MARCEL SEMBAT
Marcel Sembat, humaniste, ami des artistes, illustre figure de la pensée socialiste, l’un des instigateurs de la loi du 9 décembre 1905 instaurant la séparation des églises et de l’état, Bonnièrois tombé dans l’oubli.
Marcel Sembat est né le 19 octobre 1862 à Bonnières sur Seine. Sa famille, de la moyenne bourgeoisie locale était implantée dans la région depuis plusieurs générations. Son père était directeur-receveur des postes de Bonnières, commune dans laquelle il fut Conseiller Municipal et commandant des sapeurs pompiers. Sa mère, sans profession était la fille du greffier de la justice de paix de la commune. Après de brillantes études de droit, il s’inscrit au barreau des avocats de Paris vers 1885. Il exerce essentiellement dans des affaires politiques, défendant des syndicalistes, des antimilitaristes… Déjà il se fait remarquer et apprécier comme un redoutable orateur. Très vite, il se dirige vers le journalisme et la politique.
Il est parmi les créateurs, en 1891 de la « Revue de l’Évolution Sociale, scientifique et littéraire ». Chroniqueur judiciaire à « La république Française ». Il dirige en 1892 « La petite République Française », journal fondé par Léon Gambetta, qu’il a racheté avec des anciens condisciples du collège Stanislas : c’est le premier quotidien accueillant tous les courants socialistes. Le 19 juillet 1893, c’est Alexandre Millerand qui lui succède. Très régulièrement, il collabora à « La revue Socialiste », « La lanterne », et « l’Humanité », quotidien dans lequel il tint une rubrique de politique étrangère, et qu’il dirigea par intérim lors de la tournée de Jaurès en amérique latine en 1911.

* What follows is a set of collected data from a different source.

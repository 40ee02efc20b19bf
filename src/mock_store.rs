//! An in-memory [`TodoStore`], that mocks a remote store in tests
#![cfg(any(test, feature = "mock_store"))]

use std::collections::HashMap;
use std::error::Error;
use std::sync::{Arc, Mutex};
use std::time::Duration;

use async_trait::async_trait;

use crate::day::Day;
use crate::mock_behaviour::MockBehaviour;
use crate::task::{Task, TaskId};
use crate::traits::TodoStore;

/// A call that has been made to a [`MockStore`]
#[derive(Clone, Debug, PartialEq)]
pub enum StoreCall {
    LoadDay(Day),
    CreateTask{ text: String, day: Day },
    SetCompleted{ id: TaskId, completed: bool },
    DeleteTask(TaskId),
}

/// A store that keeps its tasks in memory.
///
/// It records every call it receives, can be told to fail some of them (see [`MockBehaviour`]),
/// and can delay some listings or creations, to simulate slow responses.
#[derive(Default)]
pub struct MockStore {
    tasks: Mutex<Vec<Task>>,
    calls: Mutex<Vec<StoreCall>>,
    load_latencies: Mutex<HashMap<Day, Duration>>,
    create_latency: Mutex<Option<Duration>>,
    mock_behaviour: Option<Arc<Mutex<MockBehaviour>>>,
}

impl MockStore {
    pub fn new() -> Self {
        Self::default()
    }

    pub fn with_behaviour(mock_behaviour: Arc<Mutex<MockBehaviour>>) -> Self {
        Self {
            mock_behaviour: Some(mock_behaviour),
            ..Self::default()
        }
    }

    /// Put a task into the store, as if someone else had created it
    pub fn insert(&self, task: Task) {
        self.tasks.lock().unwrap().push(task);
    }

    /// The tasks of a day, as currently stored
    pub fn tasks_of(&self, day: Day) -> Vec<Task> {
        self.tasks.lock().unwrap().iter()
            .filter(|task| task.day() == day)
            .cloned()
            .collect()
    }

    /// Every call received so far, in the order they have been issued
    pub fn calls(&self) -> Vec<StoreCall> {
        self.calls.lock().unwrap().clone()
    }

    /// Delay every listing of `day` by `latency`
    pub fn set_load_latency(&self, day: Day, latency: Duration) {
        self.load_latencies.lock().unwrap().insert(day, latency);
    }

    /// Delay every creation by `latency`
    pub fn set_create_latency(&self, latency: Duration) {
        *self.create_latency.lock().unwrap() = Some(latency);
    }

    fn record(&self, call: StoreCall) {
        log::trace!("Mock store received {:?}", call);
        self.calls.lock().unwrap().push(call);
    }

    fn behaviour<F>(&self, check: F) -> Result<(), Box<dyn Error + Send + Sync>>
    where
        F: FnOnce(&mut MockBehaviour) -> Result<(), Box<dyn Error + Send + Sync>>,
    {
        match &self.mock_behaviour {
            None => Ok(()),
            Some(behaviour) => check(&mut *behaviour.lock().unwrap()),
        }
    }
}

#[async_trait]
impl TodoStore for MockStore {
    async fn load_day(&self, day: Day) -> Result<Vec<Task>, Box<dyn Error + Send + Sync>> {
        self.record(StoreCall::LoadDay(day));
        let latency = self.load_latencies.lock().unwrap().get(&day).copied();
        if let Some(latency) = latency {
            tokio::time::sleep(latency).await;
        }
        self.behaviour(MockBehaviour::can_load_day)?;
        Ok(self.tasks_of(day))
    }

    async fn create_task(&self, text: &str, day: Day) -> Result<Task, Box<dyn Error + Send + Sync>> {
        self.record(StoreCall::CreateTask{ text: text.to_string(), day });
        let latency = *self.create_latency.lock().unwrap();
        if let Some(latency) = latency {
            tokio::time::sleep(latency).await;
        }
        self.behaviour(MockBehaviour::can_create_task)?;
        let task = Task::new(TaskId::random(), text, day, false);
        self.insert(task.clone());
        Ok(task)
    }

    async fn set_completed(&self, id: &TaskId, completed: bool) -> Result<(), Box<dyn Error + Send + Sync>> {
        self.record(StoreCall::SetCompleted{ id: id.clone(), completed });
        self.behaviour(MockBehaviour::can_update_task)?;
        let mut tasks = self.tasks.lock().unwrap();
        match tasks.iter_mut().find(|task| task.id() == id) {
            None => Err(format!("No task with ID {}", id).into()),
            Some(task) => {
                task.set_completed(completed);
                Ok(())
            },
        }
    }

    async fn delete_task(&self, id: &TaskId) -> Result<(), Box<dyn Error + Send + Sync>> {
        self.record(StoreCall::DeleteTask(id.clone()));
        self.behaviour(MockBehaviour::can_delete_task)?;
        let mut tasks = self.tasks.lock().unwrap();
        let n_before = tasks.len();
        tasks.retain(|task| task.id() != id);
        if tasks.len() == n_before {
            return Err(format!("No task with ID {}", id).into());
        }
        Ok(())
    }
}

Son engagement politique commence avec sa carrière d’avocat et de journaliste : il adhère au « Comité Révolutionnaire Central » (parti socialiste de tendance blanquiste), qui devient en 1897 le « Parti Socialiste Révolutionnaire », dont il fut un des dirigeants, puis le « Parti Socialiste de France » en 1902, puis la SFIO en 1905. Marcel Sembat est l’un des auteurs de l’unification de tous les courants socialistes français. Il est élu pour la première fois à la chambre des députés, en 1893, dans la première circonscription du XVIIIè arrondissement de Paris, celle des Grandes-Carrières, à Montmartre, quartier populaire et de la bohème artistique et littéraire. Il y fut constamment réélu jusqu’en 1922.

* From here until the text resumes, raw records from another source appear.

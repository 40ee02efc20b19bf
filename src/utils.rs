//! Some utility functions

use crate::state::ClientState;
use crate::Task;

/// A debug utility that pretty-prints the displayed tasks
pub fn print_state(state: &ClientState) {
    let status = if state.is_loading() { " (loading...)" } else { "" };
    println!("TASKS OF {}{}", state.selected_day().as_str().to_uppercase(), status);
    if state.tasks().is_empty() {
        println!("    (no tasks yet)");
    }
    for (index, task) in state.tasks().iter().enumerate() {
        print_task(index + 1, task);
    }
}

pub fn print_task(position: usize, task: &Task) {
    let completion = if task.completed() { "✓" } else { " " };
    println!("  {:>2}. [{}] {}\t{}", position, completion, task.text(), task.id());
}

A partir de 1898, il développe, tant à la chambre des députés que dans d’innombrables réunions publiques dans toute la France, ainsi que dans ses articles et éditoriaux de la presse nationale (sa plume était admirée et redoutée !), une activité parlementaire et militante qui fit de lui l’une des figures les plus en vue de la SFIO. Fervent défenseur de la République, il participe à l’élaboration de la loi de séparation des églises et de l’état. Il défend aussi les thèses pacifistes, rédigeant le seul de ses livres publié de son vivant « Faites un roi, sinon, faites la paix », pamphlet pacifiste qui fut incompris à l’époque.

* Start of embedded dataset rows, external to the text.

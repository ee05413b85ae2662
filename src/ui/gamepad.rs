/// Gamepad input tracker using gilrs.
///
/// The jump mapping is loaded from config.toml via `load_button_config()`.
/// Default mapping:
///   D-pad / Left Stick    →  Movement (left/right/up/down)
///   A / B                 →  Jump
///   Start                 →  Restart
///   Select                →  Quit

#[cfg(feature = "gamepad")]
use gilrs::{Axis, Button, EventType, Gilrs};

use ladders::config::GamepadConfig;
use ladders::domain::entity::InputSnapshot;

#[cfg_attr(not(feature = "gamepad"), allow(dead_code))]
const STICK_DEADZONE: f32 = 0.25;

/// Logical button identifiers (one per physical button).
#[derive(Clone, Copy, PartialEq, Eq, Hash, Debug)]
pub enum Btn {
    A,       // South
    B,       // East
    X,       // West
    Y,       // North
    L1,      // LeftTrigger
    R1,      // RightTrigger
    Start,
    Select,
}

const BTN_COUNT: usize = 8;

impl Btn {
    fn from_name(s: &str) -> Option<Btn> {
        match s.to_uppercase().as_str() {
            "A" | "SOUTH" => Some(Btn::A),
            "B" | "EAST" => Some(Btn::B),
            "X" | "WEST" => Some(Btn::X),
            "Y" | "NORTH" => Some(Btn::Y),
            "L1" | "LB" | "LEFTTRIGGER" => Some(Btn::L1),
            "R1" | "RB" | "RIGHTTRIGGER" => Some(Btn::R1),
            "START" => Some(Btn::Start),
            "SELECT" | "BACK" => Some(Btn::Select),
            _ => None,
        }
    }

    #[cfg(feature = "gamepad")]
    fn from_gilrs(btn: Button) -> Option<Btn> {
        match btn {
            Button::South => Some(Btn::A),
            Button::East => Some(Btn::B),
            Button::West => Some(Btn::X),
            Button::North => Some(Btn::Y),
            Button::LeftTrigger => Some(Btn::L1),
            Button::RightTrigger => Some(Btn::R1),
            Button::Start => Some(Btn::Start),
            Button::Select => Some(Btn::Select),
            _ => None,
        }
    }
}

/// Per-button state: held (continuous) and just_pressed (edge).
#[derive(Clone, Copy, Debug, Default)]
struct BtnState {
    held: bool,
    just_pressed: bool,
}

/// Directional pad, digital.
#[derive(Clone, Copy, Debug, Default)]
struct Dirs {
    up: bool,
    down: bool,
    left: bool,
    right: bool,
}

pub struct GamepadState {
    #[cfg(feature = "gamepad")]
    gilrs: Option<Gilrs>,

    buttons: [BtnState; BTN_COUNT],
    dpad: Dirs,
    stick_x: f32,
    stick_y: f32,

    jump: Vec<Btn>,

    pub connected: bool,
}

fn btn_index(btn: Btn) -> usize {
    btn as usize
}

impl GamepadState {
    pub fn new() -> Self {
        #[cfg(feature = "gamepad")]
        let (gilrs_opt, connected) = match Gilrs::new() {
            Ok(g) => {
                let has_pad = g.gamepads().next().is_some();
                (Some(g), has_pad)
            }
            Err(_) => (None, false),
        };
        #[cfg(not(feature = "gamepad"))]
        let connected = false;

        GamepadState {
            #[cfg(feature = "gamepad")]
            gilrs: gilrs_opt,
            buttons: [BtnState::default(); BTN_COUNT],
            dpad: Dirs::default(),
            stick_x: 0.0,
            stick_y: 0.0,
            jump: vec![Btn::A, Btn::B],
            connected,
        }
    }

    /// Load the jump mapping from config. Unknown names are skipped;
    /// an empty result keeps the default.
    pub fn load_button_config(&mut self, cfg: &GamepadConfig) {
        let jump: Vec<Btn> = cfg.jump.iter().filter_map(|s| Btn::from_name(s)).collect();
        if !jump.is_empty() {
            self.jump = jump;
        }
    }

    pub fn update(&mut self) {
        for b in &mut self.buttons {
            b.just_pressed = false;
        }

        #[cfg(feature = "gamepad")]
        self.poll_gilrs();
    }

    #[cfg(feature = "gamepad")]
    fn poll_gilrs(&mut self) {
        let gilrs = match &mut self.gilrs {
            Some(g) => g,
            None => return,
        };

        let events: Vec<_> = std::iter::from_fn(|| gilrs.next_event()).collect();

        for event in events {
            match event.event {
                EventType::ButtonPressed(btn, _) => {
                    self.connected = true;
                    self.set_button(btn, true);
                }
                EventType::ButtonReleased(btn, _) => {
                    self.connected = true;
                    self.set_button(btn, false);
                }
                EventType::AxisChanged(axis, value, _) => {
                    self.connected = true;
                    match axis {
                        Axis::LeftStickX => self.stick_x = value,
                        Axis::LeftStickY => self.stick_y = value,
                        _ => {}
                    }
                }
                EventType::Connected => self.connected = true,
                EventType::Disconnected => {
                    self.connected = false;
                    self.release_all();
                }
                _ => {}
            }
        }
    }

    #[cfg(feature = "gamepad")]
    fn set_button(&mut self, gilrs_btn: Button, held: bool) {
        match gilrs_btn {
            Button::DPadUp => self.dpad.up = held,
            Button::DPadDown => self.dpad.down = held,
            Button::DPadLeft => self.dpad.left = held,
            Button::DPadRight => self.dpad.right = held,
            other => {
                if let Some(btn) = Btn::from_gilrs(other) {
                    self.press(btn, held);
                }
            }
        }
    }

    fn press(&mut self, btn: Btn, held: bool) {
        let state = &mut self.buttons[btn_index(btn)];
        if held && !state.held {
            state.just_pressed = true;
        }
        state.held = held;
    }

    // ── Queries ──

    /// D-pad or stick direction; stick y is positive up.
    fn dirs(&self) -> Dirs {
        Dirs {
            up: self.dpad.up || self.stick_y > STICK_DEADZONE,
            down: self.dpad.down || self.stick_y < -STICK_DEADZONE,
            left: self.dpad.left || self.stick_x < -STICK_DEADZONE,
            right: self.dpad.right || self.stick_x > STICK_DEADZONE,
        }
    }

    pub fn snapshot(&self) -> InputSnapshot {
        let d = self.dirs();
        InputSnapshot {
            left: d.left,
            right: d.right,
            up: d.up,
            down: d.down,
            jump: self.jump.iter().any(|&b| self.buttons[btn_index(b)].held),
        }
    }

    pub fn restart_pressed(&self) -> bool {
        self.buttons[btn_index(Btn::Start)].just_pressed
    }

    pub fn quit_pressed(&self) -> bool {
        self.buttons[btn_index(Btn::Select)].just_pressed
    }

    // ── Internal ──

    #[cfg_attr(not(feature = "gamepad"), allow(dead_code))]
    fn release_all(&mut self) {
        self.buttons = [BtnState::default(); BTN_COUNT];
        self.dpad = Dirs::default();
        self.stick_x = 0.0;
        self.stick_y = 0.0;
    }
}

/// Merge keyboard and gamepad: a signal is on if either source has it.
pub fn merge(a: InputSnapshot, b: InputSnapshot) -> InputSnapshot {
    InputSnapshot {
        left: a.left || b.left,
        right: a.right || b.right,
        up: a.up || b.up,
        down: a.down || b.down,
        jump: a.jump || b.jump,
    }
}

L’assassinat de Jaurès, le 31 juillet 1914, la déclaration de guerre de l’Allemagne à la France, le 3 août, et la prise de position de la SFIO en faveur d’un gouvernement de défense nationale, le propulsent le 26 août 1914 au gouvernement Viviani comme ministre des travaux publics : il est le premier membre de la SFIO à représenter son parti au sein d’un gouvernement, comme ministre de droit. Bien que pacifiste dans l’âme, il dut assumer sa participation à un gouvernement de guerre totale. Ses responsabilités l’amenèrent à exercer un contrôle complet sur le marché économique du charbon (loi du 22 avril 1916 « sur la taxation et le transport de charbon sous pavillon français » et négociation de l’accord franco-anglais Sembat-Runciman, du 25 mai 1916, sur la taxation du fret et du charbon anglais). L’évolution défavorable du marché, les conséquences de la bataille de la Somme sur le ravitaillement de Paris, le développement de la guerre sous-marine, provoquent une grave pénurie de charbon à la fin de l’année 1916. Mis en cause par une virulente campagne de presse orchestrée par la droite, contesté au sein de son propre parti par les opposants à la participation ministérielle, il quitte son poste à l’occasion du remaniement du gouvernement Briand du 12 décembre 1916, laissant sa place à Edouard Herriot.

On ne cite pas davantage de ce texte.